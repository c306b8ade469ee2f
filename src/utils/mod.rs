use std::{
    env,
    fs::{self, File},
    io::Write,
    path::{Path, PathBuf},
    sync::Once,
};

use dirs::home_dir;

use crate::errors::Result;

const DEFAULT_DIR_NAME: &str = ".finance_core";
const DATA_FILE: &str = "transactions.json";
const CONFIG_FILE: &str = "config.json";
const TMP_SUFFIX: &str = "tmp";

/// Environment variable overriding the application data directory.
pub const HOME_ENV: &str = "FINANCE_CORE_HOME";

static TRACING_INIT: Once = Once::new();

/// Initializes the global tracing subscriber with sensible defaults.
pub fn init_tracing() {
    TRACING_INIT.call_once(|| {
        use tracing_subscriber::{fmt, EnvFilter};

        let mut filter = EnvFilter::from_default_env();
        if let Ok(directive) = "finance_core=info".parse() {
            filter = filter.add_directive(directive);
        }

        // Another subscriber may already be installed by the host.
        let _ = fmt()
            .with_env_filter(filter)
            .with_writer(std::io::stderr)
            .try_init();
    });
}

/// Returns the application-specific data directory, defaulting to `~/.finance_core`.
pub fn app_data_dir() -> PathBuf {
    if let Some(custom) = env::var_os(HOME_ENV) {
        return PathBuf::from(custom);
    }
    home_dir()
        .unwrap_or_else(|| PathBuf::from("."))
        .join(DEFAULT_DIR_NAME)
}

pub fn data_file_in(base: &Path) -> PathBuf {
    base.join(DATA_FILE)
}

pub fn config_file_in(base: &Path) -> PathBuf {
    base.join(CONFIG_FILE)
}

pub fn ensure_dir(path: &Path) -> Result<()> {
    if !path.exists() {
        fs::create_dir_all(path)?;
    }
    Ok(())
}

/// Writes `data` next to `path` and renames it into place.
pub fn write_atomic(path: &Path, data: &str) -> Result<()> {
    if let Some(parent) = path.parent() {
        if !parent.as_os_str().is_empty() {
            ensure_dir(parent)?;
        }
    }
    let tmp = tmp_path(path);
    let mut file = File::create(&tmp)?;
    file.write_all(data.as_bytes())?;
    file.flush()?;
    fs::rename(&tmp, path)?;
    Ok(())
}

fn tmp_path(path: &Path) -> PathBuf {
    let mut tmp = path.to_path_buf();
    let ext = match path.extension().and_then(|ext| ext.to_str()) {
        Some(existing) => format!("{}.{}", existing, TMP_SUFFIX),
        None => TMP_SUFFIX.to_string(),
    };
    tmp.set_extension(ext);
    tmp
}
use finance_core::{cli::run_cli, init};

fn main() {
    init();

    if let Err(err) = run_cli() {
        eprintln!("Error: {err}");
        std::process::exit(1);
    }
}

*Your task*
For this exercise, return every line from the data that holds the string "directive".

*Written reply*
        if let Ok(directive) = "finance_core=info".parse() {
            filter = filter.add_directive(directive);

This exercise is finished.